The following review of Green Chemistry principles along with its history, advantages and its relationship to Solid Phase Peptide Synthesis comes from Fernando Albericio, Albericio@ukzn.ac.za, and Beatriz Garcia De La Torre, Garciadelatorreb@ukzn.ac.za, at Peptide Sciences Laboratory South Africa. The solid phase has features that work with the Green concept. For example, it uses a single reactor, can synthesize any amount of peptide you want (low concentration μmols), has no mechanical loss, no intermediate purification, provides easy work-up, high yield, high purity, better purification, and allows parallel simultaneous synthesis in the very same conditions. In addition, Green Chemistry principles and the processes mentioned above save time, energy, cost, and solvents with less impact on the environment and human health.
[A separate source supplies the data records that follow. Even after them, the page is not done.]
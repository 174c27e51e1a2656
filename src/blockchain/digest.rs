use serde::{Serialize, Serializer};
use sha2::{Digest, Sha256};
use thiserror::Error;

use std::fmt;
use std::str::FromStr;

/// Number of leading bytes that must be zero for a digest to count as mined.
pub const DIFFICULTY_BYTES: usize = 3;

/// Output size of the block hash function
pub const DIGEST_LEN: usize = 32;

/// Errors that can occur when building a digest value
#[derive(Debug, Error, PartialEq, Eq)]
pub enum DigestError {
    #[error("Malformed digest: {len} bytes supplied, at least {} required", DIFFICULTY_BYTES)]
    MalformedDigest { len: usize },

    #[error("Decoding error: {0}")]
    DecodingError(String),
}

/// Immutable wrapper around the bytes produced by the block hash function
#[derive(Debug, Clone, PartialEq, Eq, Hash)]
pub struct DigestValue(Vec<u8>);

impl DigestValue {
    /// Wraps an existing digest.
    ///
    /// # Arguments
    ///
    /// * `data` - The raw digest bytes
    ///
    /// # Returns
    ///
    /// The digest value, or `MalformedDigest` if `data` is shorter than the
    /// difficulty window
    pub fn from_bytes(data: &[u8]) -> Result<Self, DigestError> {
        if data.len() < DIFFICULTY_BYTES {
            return Err(DigestError::MalformedDigest { len: data.len() });
        }

        Ok(DigestValue(data.to_vec()))
    }

    /// Hashes `preimage` with SHA-256
    pub fn compute(preimage: &[u8]) -> Self {
        DigestValue(Sha256::digest(preimage).to_vec())
    }

    /// Returns the raw digest bytes
    pub fn as_bytes(&self) -> &[u8] {
        &self.0
    }

    /// Checks the proof-of-work target: the first `DIFFICULTY_BYTES` bytes are zero
    pub fn is_valid(&self) -> bool {
        self.0.len() >= DIFFICULTY_BYTES && self.0[..DIFFICULTY_BYTES].iter().all(|b| *b == 0)
    }

    /// Lowercase hex, two characters per byte
    pub fn to_hex(&self) -> String {
        hex::encode(&self.0)
    }

    /// Folds the digest into the 8-byte value mixed into a successor's preimage.
    ///
    /// This is the low 64 bits of the digest read as a big-endian integer,
    /// i.e. its last eight bytes. Shorter digests are zero-extended on the left.
    pub fn reference_reduction(&self) -> u64 {
        let mut low = [0u8; 8];
        let take = self.0.len().min(8);
        low[8 - take..].copy_from_slice(&self.0[self.0.len() - take..]);
        u64::from_be_bytes(low)
    }
}

impl AsRef<[u8]> for DigestValue {
    fn as_ref(&self) -> &[u8] {
        &self.0
    }
}

impl fmt::Display for DigestValue {
    fn fmt(&self, f: &mut fmt::Formatter<'_>) -> fmt::Result {
        write!(f, "{}", self.to_hex())
    }
}

impl FromStr for DigestValue {
    type Err = DigestError;

    fn from_str(s: &str) -> Result<Self, Self::Err> {
        let bytes = hex::decode(s).map_err(|e| DigestError::DecodingError(e.to_string()))?;

        DigestValue::from_bytes(&bytes)
    }
}

impl Serialize for DigestValue {
    fn serialize<S: Serializer>(&self, serializer: S) -> Result<S::Ok, S::Error> {
        serializer.serialize_str(&self.to_hex())
    }
}

#[cfg(test)]
mod tests {
    use super::*;

    #[test]
    fn test_undersized_input_is_rejected() {
        let err = DigestValue::from_bytes(&[0u8; 2]).unwrap_err();
        assert_eq!(err, DigestError::MalformedDigest { len: 2 });

        assert!(DigestValue::from_bytes(&[]).is_err());
        assert!(DigestValue::from_bytes(&[0u8; 3]).is_ok());
    }

    #[test]
    fn test_validity_requires_three_zero_bytes() {
        let mut bytes = [0xABu8; DIGEST_LEN];
        bytes[..3].copy_from_slice(&[0, 0, 0]);
        assert!(DigestValue::from_bytes(&bytes).unwrap().is_valid());

        bytes[2] = 0x01;
        assert!(!DigestValue::from_bytes(&bytes).unwrap().is_valid());

        bytes[2] = 0x00;
        bytes[0] = 0x80;
        assert!(!DigestValue::from_bytes(&bytes).unwrap().is_valid());
    }

    #[test]
    fn test_hex_rendering() {
        let digest = DigestValue::from_bytes(&[0x00, 0x0f, 0xa0, 0xff]).unwrap();
        assert_eq!(digest.to_hex(), "000fa0ff");
        assert_eq!(digest.to_string(), "000fa0ff");

        let full = DigestValue::compute(b"hello");
        assert_eq!(full.to_hex().len(), 64);
        assert_eq!(
            full.to_hex(),
            "2cf24dba5fb0a30e26e83b2ac5b9e29e1b161e5c1fa7425e73043362938b9824"
        );
    }

    #[test]
    fn test_structural_equality() {
        let a = DigestValue::from_bytes(&[1, 2, 3, 4]).unwrap();
        let b = DigestValue::from_bytes(&[1, 2, 3, 4]).unwrap();
        let c = DigestValue::from_bytes(&[1, 2, 3, 5]).unwrap();
        let shorter = DigestValue::from_bytes(&[1, 2, 3]).unwrap();

        assert_eq!(a, b);
        assert_ne!(a, c);
        assert_ne!(a, shorter);
    }

    #[test]
    fn test_reference_reduction_uses_low_eight_bytes() {
        let mut bytes = [0u8; DIGEST_LEN];
        bytes[0] = 0xFF;
        bytes[24..].copy_from_slice(&[0x01, 0x02, 0x03, 0x04, 0x05, 0x06, 0x07, 0x08]);
        let digest = DigestValue::from_bytes(&bytes).unwrap();
        assert_eq!(digest.reference_reduction(), 0x0102_0304_0506_0708);

        let short = DigestValue::from_bytes(&[0x01, 0x02, 0x03]).unwrap();
        assert_eq!(short.reference_reduction(), 0x0001_0203);
    }

    #[test]
    fn test_parse_from_hex() {
        let digest: DigestValue = "00000001ff".parse().unwrap();
        assert_eq!(digest.as_bytes(), &[0, 0, 0, 1, 0xff]);

        assert!(matches!(
            "zz".parse::<DigestValue>(),
            Err(DigestError::DecodingError(_))
        ));
        assert_eq!(
            "0000".parse::<DigestValue>(),
            Err(DigestError::MalformedDigest { len: 2 })
        );
    }

    #[test]
    fn test_serializes_as_hex_string() {
        let digest = DigestValue::from_bytes(&[0xde, 0xad, 0xbe, 0xef]).unwrap();
        assert_eq!(serde_json::to_string(&digest).unwrap(), "\"deadbeef\"");
    }
}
Green chemistry has been previously practised in many chemical syntheses in the past, however, the concert and definition of Green Chemistry were first developed in the 1990s as the “design of chemical products and processes to reduce or eliminate the use and generation of hazardous substances”[1, 2]. The most crucial aspect of Green Chemistry is the word “design”, since it involves new ideas and careful planning. The twelve green chemistry principles were initiated in 1998 by Anastas and Warner, and they can be simplified as the following: Waste prevention, Atom Economy, Less hazardous chemical synthesis, Designing safer chemicals, Safer solvents and auxiliaries, Design for energy for energy efficient, Use of renewable feedstock, Reduce derivatives, Catalysis, design for degradation, Real-time analysis for pollution prevention, and Inherently safer chemistry for accident prevention, these are explained further in literature[2-5]. These principles or “design rules” should be complied to whenever a new product is being designed, produced, or used, to eliminate hazardous adverse consequences. The Green Chemistry ideology calls for a development of new strategies for chemical synthesis, processing, and use of chemicals that are less hazardous and would be safe for humans and environment. The green chemistry approach has many benefits, it allows chemist to achieve sustainability, it protects the environment, good for human health, it cost effective/profitable. Most importantly, the green chemistry is well adopted by many chemistry sectors including scholars and researchers in the academia, research centres and industries worldwide[6-9].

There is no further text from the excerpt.